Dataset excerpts
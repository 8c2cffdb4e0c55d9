//! services/api/src/adapters/db.rs
//!
//! This module contains the database adapter, which is the concrete implementation
//! of the `DatabaseService` port from the `core` crate. It handles all interactions
//! with the PostgreSQL database using `sqlx`.

use async_trait::async_trait;
use chrono::{DateTime, Utc};
use configmate_core::domain::{Chat, DocumentRecord, QaRecord, User, UserCredentials};
use configmate_core::ports::{DatabaseService, PortError, PortResult};
use sqlx::{FromRow, PgPool};
use uuid::Uuid;

//=========================================================================================
// The Main Adapter Struct
//=========================================================================================

/// A database adapter that implements the `DatabaseService` port.
#[derive(Clone)]
pub struct DbAdapter {
    pool: PgPool,
}

impl DbAdapter {
    /// Creates a new `DbAdapter`.
    pub fn new(pool: PgPool) -> Self {
        Self { pool }
    }

    /// A helper function to run database migrations at startup.
    pub async fn run_migrations(&self) -> Result<(), sqlx::migrate::MigrateError> {
        sqlx::migrate!("./migrations").run(&self.pool).await
    }
}

fn unexpected(e: sqlx::Error) -> PortError {
    PortError::Unexpected(e.to_string())
}

//=========================================================================================
// "Impure" Database Row Structs
//=========================================================================================

#[derive(FromRow)]
struct UserRow {
    username: String,
    hashed_password: String,
    created_at: DateTime<Utc>,
}
impl UserRow {
    fn to_domain(self) -> User {
        User {
            username: self.username,
            created_at: self.created_at,
        }
    }
}

#[derive(FromRow)]
struct ChatRow {
    id: Uuid,
    owner: String,
    title: String,
    created_at: DateTime<Utc>,
}
impl ChatRow {
    fn to_domain(self) -> Chat {
        Chat {
            id: self.id,
            owner: self.owner,
            title: self.title,
            created_at: self.created_at,
        }
    }
}

#[derive(FromRow)]
struct QaRow {
    id: Uuid,
    chat_id: Option<Uuid>,
    owner: String,
    question: String,
    normalized: String,
    answer: String,
    created_at: DateTime<Utc>,
}
impl QaRow {
    fn to_domain(self) -> QaRecord {
        QaRecord {
            id: self.id,
            chat_id: self.chat_id,
            owner: self.owner,
            question: self.question,
            normalized: self.normalized,
            answer: self.answer,
            created_at: self.created_at,
        }
    }
}

#[derive(FromRow)]
struct DocumentRow {
    id: Uuid,
    chat_id: Option<Uuid>,
    owner: String,
    filename: String,
    content: String,
    is_global: bool,
    uploaded_at: DateTime<Utc>,
}
impl DocumentRow {
    fn to_domain(self) -> DocumentRecord {
        DocumentRecord {
            id: self.id,
            chat_id: self.chat_id,
            owner: self.owner,
            filename: self.filename,
            content: self.content,
            is_global: self.is_global,
            uploaded_at: self.uploaded_at,
        }
    }
}

const QA_COLUMNS: &str = "id, chat_id, owner, question, normalized, answer, created_at";
const DOCUMENT_COLUMNS: &str = "id, chat_id, owner, filename, content, is_global, uploaded_at";

//=========================================================================================
// `DatabaseService` Trait Implementation
//=========================================================================================

#[async_trait]
impl DatabaseService for DbAdapter {
    async fn create_user(&self, username: &str, hashed_password: &str) -> PortResult<User> {
        let row = sqlx::query_as::<_, UserRow>(
            "INSERT INTO users (username, hashed_password) VALUES ($1, $2)
             ON CONFLICT (username) DO NOTHING
             RETURNING username, hashed_password, created_at",
        )
        .bind(username)
        .bind(hashed_password)
        .fetch_optional(&self.pool)
        .await
        .map_err(unexpected)?;

        row.map(UserRow::to_domain)
            .ok_or_else(|| PortError::AlreadyExists("Username already exists".to_string()))
    }

    async fn get_user_credentials(&self, username: &str) -> PortResult<UserCredentials> {
        let row = sqlx::query_as::<_, UserRow>(
            "SELECT username, hashed_password, created_at FROM users WHERE username = $1",
        )
        .bind(username)
        .fetch_one(&self.pool)
        .await
        .map_err(|e| match e {
            sqlx::Error::RowNotFound => PortError::NotFound(format!("User {} not found", username)),
            _ => unexpected(e),
        })?;

        Ok(UserCredentials {
            username: row.username,
            hashed_password: row.hashed_password,
        })
    }

    async fn create_auth_session(
        &self,
        session_id: &str,
        username: &str,
        expires_at: DateTime<Utc>,
    ) -> PortResult<()> {
        sqlx::query("INSERT INTO auth_sessions (id, username, expires_at) VALUES ($1, $2, $3)")
            .bind(session_id)
            .bind(username)
            .bind(expires_at)
            .execute(&self.pool)
            .await
            .map_err(unexpected)?;
        Ok(())
    }

    async fn validate_auth_session(&self, session_id: &str) -> PortResult<String> {
        let username: Option<String> = sqlx::query_scalar(
            "SELECT username FROM auth_sessions WHERE id = $1 AND expires_at > NOW()",
        )
        .bind(session_id)
        .fetch_optional(&self.pool)
        .await
        .map_err(unexpected)?;

        username.ok_or(PortError::Unauthorized)
    }

    async fn delete_auth_session(&self, session_id: &str) -> PortResult<()> {
        sqlx::query("DELETE FROM auth_sessions WHERE id = $1")
            .bind(session_id)
            .execute(&self.pool)
            .await
            .map_err(unexpected)?;
        Ok(())
    }

    async fn create_chat(&self, owner: &str, title: &str) -> PortResult<Chat> {
        let row = sqlx::query_as::<_, ChatRow>(
            "INSERT INTO chats (id, owner, title) VALUES ($1, $2, $3)
             RETURNING id, owner, title, created_at",
        )
        .bind(Uuid::new_v4())
        .bind(owner)
        .bind(title)
        .fetch_one(&self.pool)
        .await
        .map_err(unexpected)?;
        Ok(row.to_domain())
    }

    async fn get_chat(&self, chat_id: Uuid, owner: &str) -> PortResult<Chat> {
        let row = sqlx::query_as::<_, ChatRow>(
            "SELECT id, owner, title, created_at FROM chats WHERE id = $1 AND owner = $2",
        )
        .bind(chat_id)
        .bind(owner)
        .fetch_optional(&self.pool)
        .await
        .map_err(unexpected)?;

        row.map(ChatRow::to_domain)
            .ok_or_else(|| PortError::NotFound("Chat not found".to_string()))
    }

    async fn list_chats(&self, owner: &str) -> PortResult<Vec<Chat>> {
        let rows = sqlx::query_as::<_, ChatRow>(
            "SELECT id, owner, title, created_at FROM chats WHERE owner = $1 ORDER BY created_at ASC",
        )
        .bind(owner)
        .fetch_all(&self.pool)
        .await
        .map_err(unexpected)?;
        Ok(rows.into_iter().map(ChatRow::to_domain).collect())
    }

    async fn rename_chat(&self, chat_id: Uuid, owner: &str, title: &str) -> PortResult<Chat> {
        let row = sqlx::query_as::<_, ChatRow>(
            "UPDATE chats SET title = $3 WHERE id = $1 AND owner = $2
             RETURNING id, owner, title, created_at",
        )
        .bind(chat_id)
        .bind(owner)
        .bind(title)
        .fetch_optional(&self.pool)
        .await
        .map_err(unexpected)?;

        row.map(ChatRow::to_domain)
            .ok_or_else(|| PortError::NotFound("Chat not found".to_string()))
    }

    async fn delete_chat(&self, chat_id: Uuid) -> PortResult<u64> {
        let result = sqlx::query("DELETE FROM chats WHERE id = $1")
            .bind(chat_id)
            .execute(&self.pool)
            .await
            .map_err(unexpected)?;
        Ok(result.rows_affected())
    }

    async fn insert_qa_record(&self, record: QaRecord) -> PortResult<()> {
        sqlx::query(
            "INSERT INTO qa_records (id, chat_id, owner, question, normalized, answer, created_at)
             VALUES ($1, $2, $3, $4, $5, $6, $7)",
        )
        .bind(record.id)
        .bind(record.chat_id)
        .bind(record.owner)
        .bind(record.question)
        .bind(record.normalized)
        .bind(record.answer)
        .bind(record.created_at)
        .execute(&self.pool)
        .await
        .map_err(unexpected)?;
        Ok(())
    }

    async fn find_qa_by_normalized(
        &self,
        normalized: &str,
        limit: Option<usize>,
    ) -> PortResult<Vec<QaRecord>> {
        // A NULL limit means no limit in Postgres.
        let rows = sqlx::query_as::<_, QaRow>(&format!(
            "SELECT {QA_COLUMNS} FROM qa_records WHERE normalized = $1
             ORDER BY created_at DESC LIMIT $2"
        ))
        .bind(normalized)
        .bind(limit.map(|l| l as i64))
        .fetch_all(&self.pool)
        .await
        .map_err(unexpected)?;
        Ok(rows.into_iter().map(QaRow::to_domain).collect())
    }

    async fn recent_qa_for_chat(&self, chat_id: Uuid, limit: usize) -> PortResult<Vec<QaRecord>> {
        let rows = sqlx::query_as::<_, QaRow>(&format!(
            "SELECT {QA_COLUMNS} FROM qa_records WHERE chat_id = $1
             ORDER BY created_at DESC LIMIT $2"
        ))
        .bind(chat_id)
        .bind(limit as i64)
        .fetch_all(&self.pool)
        .await
        .map_err(unexpected)?;
        Ok(rows.into_iter().map(QaRow::to_domain).collect())
    }

    async fn qa_history_for_chat(&self, chat_id: Uuid) -> PortResult<Vec<QaRecord>> {
        let rows = sqlx::query_as::<_, QaRow>(&format!(
            "SELECT {QA_COLUMNS} FROM qa_records WHERE chat_id = $1 ORDER BY created_at ASC"
        ))
        .bind(chat_id)
        .fetch_all(&self.pool)
        .await
        .map_err(unexpected)?;
        Ok(rows.into_iter().map(QaRow::to_domain).collect())
    }

    async fn find_qa_in_chat(
        &self,
        chat_id: Uuid,
        owner: &str,
        question: &str,
        normalized: &str,
    ) -> PortResult<Option<QaRecord>> {
        let row = sqlx::query_as::<_, QaRow>(&format!(
            "SELECT {QA_COLUMNS} FROM qa_records
             WHERE chat_id = $1 AND owner = $2 AND (question = $3 OR normalized = $4)
             LIMIT 1"
        ))
        .bind(chat_id)
        .bind(owner)
        .bind(question)
        .bind(normalized)
        .fetch_optional(&self.pool)
        .await
        .map_err(unexpected)?;
        Ok(row.map(QaRow::to_domain))
    }

    async fn delete_qa_records(&self, ids: &[Uuid]) -> PortResult<u64> {
        let result = sqlx::query("DELETE FROM qa_records WHERE id = ANY($1)")
            .bind(ids)
            .execute(&self.pool)
            .await
            .map_err(unexpected)?;
        Ok(result.rows_affected())
    }

    async fn delete_qa_for_chat(&self, chat_id: Uuid) -> PortResult<u64> {
        let result = sqlx::query("DELETE FROM qa_records WHERE chat_id = $1")
            .bind(chat_id)
            .execute(&self.pool)
            .await
            .map_err(unexpected)?;
        Ok(result.rows_affected())
    }

    async fn insert_document(&self, document: DocumentRecord) -> PortResult<()> {
        sqlx::query(
            "INSERT INTO documents (id, chat_id, owner, filename, content, is_global, uploaded_at)
             VALUES ($1, $2, $3, $4, $5, $6, $7)",
        )
        .bind(document.id)
        .bind(document.chat_id)
        .bind(document.owner)
        .bind(document.filename)
        .bind(document.content)
        .bind(document.is_global)
        .bind(document.uploaded_at)
        .execute(&self.pool)
        .await
        .map_err(unexpected)?;
        Ok(())
    }

    async fn documents_for_chat(&self, chat_id: Uuid) -> PortResult<Vec<DocumentRecord>> {
        let rows = sqlx::query_as::<_, DocumentRow>(&format!(
            "SELECT {DOCUMENT_COLUMNS} FROM documents
             WHERE chat_id = $1 OR is_global
             ORDER BY uploaded_at ASC"
        ))
        .bind(chat_id)
        .fetch_all(&self.pool)
        .await
        .map_err(unexpected)?;
        Ok(rows.into_iter().map(DocumentRow::to_domain).collect())
    }

    async fn list_global_documents(&self) -> PortResult<Vec<DocumentRecord>> {
        let rows = sqlx::query_as::<_, DocumentRow>(&format!(
            "SELECT {DOCUMENT_COLUMNS} FROM documents WHERE is_global ORDER BY uploaded_at ASC"
        ))
        .fetch_all(&self.pool)
        .await
        .map_err(unexpected)?;
        Ok(rows.into_iter().map(DocumentRow::to_domain).collect())
    }

    async fn delete_documents_for_chat(&self, chat_id: Uuid) -> PortResult<u64> {
        let result = sqlx::query("DELETE FROM documents WHERE chat_id = $1 AND NOT is_global")
            .bind(chat_id)
            .execute(&self.pool)
            .await
            .map_err(unexpected)?;
        Ok(result.rows_affected())
    }
}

§ **Aim of the task**: Which lines in the records above include the word "filename"? Copy them out.

§ **Result**:
    filename: String,
            filename: self.filename,
const DOCUMENT_COLUMNS: &str = "id, chat_id, owner, filename, content, is_global, uploaded_at";
            "INSERT INTO documents (id, chat_id, owner, filename, content, is_global, uploaded_at)
        .bind(document.filename)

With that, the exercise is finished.